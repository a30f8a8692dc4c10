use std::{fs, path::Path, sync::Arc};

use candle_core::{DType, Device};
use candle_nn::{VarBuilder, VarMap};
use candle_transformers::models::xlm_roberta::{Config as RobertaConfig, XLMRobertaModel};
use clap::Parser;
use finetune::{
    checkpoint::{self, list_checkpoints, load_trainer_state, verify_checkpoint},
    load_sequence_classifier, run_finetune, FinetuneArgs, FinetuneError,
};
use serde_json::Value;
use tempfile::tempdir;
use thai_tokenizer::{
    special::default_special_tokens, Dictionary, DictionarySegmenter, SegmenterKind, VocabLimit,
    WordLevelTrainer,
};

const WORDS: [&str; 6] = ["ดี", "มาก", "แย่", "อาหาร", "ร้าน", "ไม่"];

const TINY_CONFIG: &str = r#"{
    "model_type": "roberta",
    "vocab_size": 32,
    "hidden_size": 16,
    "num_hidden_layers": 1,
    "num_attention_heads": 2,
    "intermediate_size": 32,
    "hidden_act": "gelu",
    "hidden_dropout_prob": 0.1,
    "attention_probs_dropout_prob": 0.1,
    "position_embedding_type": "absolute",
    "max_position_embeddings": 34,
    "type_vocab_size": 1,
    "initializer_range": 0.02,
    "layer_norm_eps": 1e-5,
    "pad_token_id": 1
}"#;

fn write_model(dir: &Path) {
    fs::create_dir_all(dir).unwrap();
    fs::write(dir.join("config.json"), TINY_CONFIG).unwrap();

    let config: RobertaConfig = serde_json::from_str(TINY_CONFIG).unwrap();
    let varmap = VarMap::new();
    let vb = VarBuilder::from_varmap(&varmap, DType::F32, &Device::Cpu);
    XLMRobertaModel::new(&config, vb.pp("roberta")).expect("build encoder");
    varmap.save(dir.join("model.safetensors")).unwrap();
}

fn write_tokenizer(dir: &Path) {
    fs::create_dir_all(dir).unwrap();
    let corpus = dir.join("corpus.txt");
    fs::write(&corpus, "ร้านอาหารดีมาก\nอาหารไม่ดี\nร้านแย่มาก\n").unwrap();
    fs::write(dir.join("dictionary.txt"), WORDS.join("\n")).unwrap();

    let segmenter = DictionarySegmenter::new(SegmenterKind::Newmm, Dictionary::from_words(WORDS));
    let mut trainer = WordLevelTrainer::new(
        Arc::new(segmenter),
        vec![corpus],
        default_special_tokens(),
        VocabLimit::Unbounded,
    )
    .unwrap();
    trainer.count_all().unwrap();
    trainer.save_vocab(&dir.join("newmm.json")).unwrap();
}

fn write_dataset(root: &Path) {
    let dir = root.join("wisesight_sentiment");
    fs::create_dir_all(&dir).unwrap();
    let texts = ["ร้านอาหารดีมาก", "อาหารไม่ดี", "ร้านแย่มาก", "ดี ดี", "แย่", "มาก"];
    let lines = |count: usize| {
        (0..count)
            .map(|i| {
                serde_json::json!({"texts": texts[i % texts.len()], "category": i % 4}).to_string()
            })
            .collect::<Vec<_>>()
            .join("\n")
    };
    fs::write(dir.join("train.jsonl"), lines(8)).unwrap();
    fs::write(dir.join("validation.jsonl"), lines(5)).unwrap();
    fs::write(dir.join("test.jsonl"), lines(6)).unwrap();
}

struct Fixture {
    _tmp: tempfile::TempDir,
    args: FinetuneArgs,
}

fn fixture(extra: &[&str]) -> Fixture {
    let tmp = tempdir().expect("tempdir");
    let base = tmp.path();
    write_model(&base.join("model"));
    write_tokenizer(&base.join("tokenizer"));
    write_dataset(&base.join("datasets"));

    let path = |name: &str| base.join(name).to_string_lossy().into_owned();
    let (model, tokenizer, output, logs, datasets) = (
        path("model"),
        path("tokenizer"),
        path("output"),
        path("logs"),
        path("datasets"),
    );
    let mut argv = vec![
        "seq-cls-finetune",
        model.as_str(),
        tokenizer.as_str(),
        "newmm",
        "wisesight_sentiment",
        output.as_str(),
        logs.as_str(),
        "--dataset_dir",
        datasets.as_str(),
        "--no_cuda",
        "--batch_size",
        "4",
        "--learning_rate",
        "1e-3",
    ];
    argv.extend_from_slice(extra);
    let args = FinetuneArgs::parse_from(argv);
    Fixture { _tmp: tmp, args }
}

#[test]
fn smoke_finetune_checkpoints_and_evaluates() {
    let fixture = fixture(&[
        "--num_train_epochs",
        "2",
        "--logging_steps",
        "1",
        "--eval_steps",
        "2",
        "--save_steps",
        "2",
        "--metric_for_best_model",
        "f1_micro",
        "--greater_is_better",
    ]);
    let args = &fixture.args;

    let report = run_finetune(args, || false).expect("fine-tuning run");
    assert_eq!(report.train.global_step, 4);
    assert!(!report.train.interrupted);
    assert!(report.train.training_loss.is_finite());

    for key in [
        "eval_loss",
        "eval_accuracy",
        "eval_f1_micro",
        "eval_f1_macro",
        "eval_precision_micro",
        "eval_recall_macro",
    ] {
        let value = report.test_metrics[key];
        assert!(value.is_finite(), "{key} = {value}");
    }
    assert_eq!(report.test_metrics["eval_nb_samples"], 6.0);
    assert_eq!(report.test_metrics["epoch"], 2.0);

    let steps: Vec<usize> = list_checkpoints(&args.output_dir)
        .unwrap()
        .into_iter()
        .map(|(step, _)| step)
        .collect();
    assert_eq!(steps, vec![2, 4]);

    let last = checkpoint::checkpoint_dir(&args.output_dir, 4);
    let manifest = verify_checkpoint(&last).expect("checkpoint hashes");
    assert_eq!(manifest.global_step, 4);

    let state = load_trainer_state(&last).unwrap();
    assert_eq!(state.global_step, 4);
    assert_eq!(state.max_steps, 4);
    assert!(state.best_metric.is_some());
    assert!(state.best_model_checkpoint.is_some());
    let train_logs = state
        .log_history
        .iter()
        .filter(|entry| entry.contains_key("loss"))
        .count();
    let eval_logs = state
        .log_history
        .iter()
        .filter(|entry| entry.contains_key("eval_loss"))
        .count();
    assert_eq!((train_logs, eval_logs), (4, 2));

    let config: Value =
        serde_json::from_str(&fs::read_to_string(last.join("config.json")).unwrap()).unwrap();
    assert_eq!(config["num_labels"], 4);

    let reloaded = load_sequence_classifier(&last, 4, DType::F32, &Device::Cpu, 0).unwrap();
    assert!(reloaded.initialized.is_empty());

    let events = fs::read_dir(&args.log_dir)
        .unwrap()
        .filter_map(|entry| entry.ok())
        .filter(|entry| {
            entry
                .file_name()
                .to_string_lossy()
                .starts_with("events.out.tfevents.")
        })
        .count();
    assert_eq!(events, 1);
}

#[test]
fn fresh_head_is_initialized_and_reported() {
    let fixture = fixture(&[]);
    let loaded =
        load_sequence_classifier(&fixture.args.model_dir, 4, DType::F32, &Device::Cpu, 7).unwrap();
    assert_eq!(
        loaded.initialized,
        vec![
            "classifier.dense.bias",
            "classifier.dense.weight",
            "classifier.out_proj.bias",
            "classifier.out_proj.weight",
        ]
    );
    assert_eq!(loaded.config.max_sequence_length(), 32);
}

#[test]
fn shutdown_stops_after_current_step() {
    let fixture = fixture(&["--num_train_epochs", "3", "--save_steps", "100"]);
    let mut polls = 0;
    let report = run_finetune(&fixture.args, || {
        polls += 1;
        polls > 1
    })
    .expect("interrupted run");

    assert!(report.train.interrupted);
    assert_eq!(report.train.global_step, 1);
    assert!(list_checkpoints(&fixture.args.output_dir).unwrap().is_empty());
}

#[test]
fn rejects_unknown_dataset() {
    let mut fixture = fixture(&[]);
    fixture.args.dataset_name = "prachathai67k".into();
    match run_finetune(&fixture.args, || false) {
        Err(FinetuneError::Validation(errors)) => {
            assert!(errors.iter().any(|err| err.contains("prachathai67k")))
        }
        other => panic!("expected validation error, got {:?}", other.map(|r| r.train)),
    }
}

---

* _What you are asked to do_: Write down exactly every line of the material above up to and including the line containing "use tempfile::tempdir;".

* _Reply_:
repository a30f8a8692dc4c10
use std::{fs, path::Path, sync::Arc};

use candle_core::{DType, Device};
use candle_nn::{VarBuilder, VarMap};
use candle_transformers::models::xlm_roberta::{Config as RobertaConfig, XLMRobertaModel};
use clap::Parser;
use finetune::{
    checkpoint::{self, list_checkpoints, load_trainer_state, verify_checkpoint},
    load_sequence_classifier, run_finetune, FinetuneArgs, FinetuneError,
};
use serde_json::Value;
use tempfile::tempdir;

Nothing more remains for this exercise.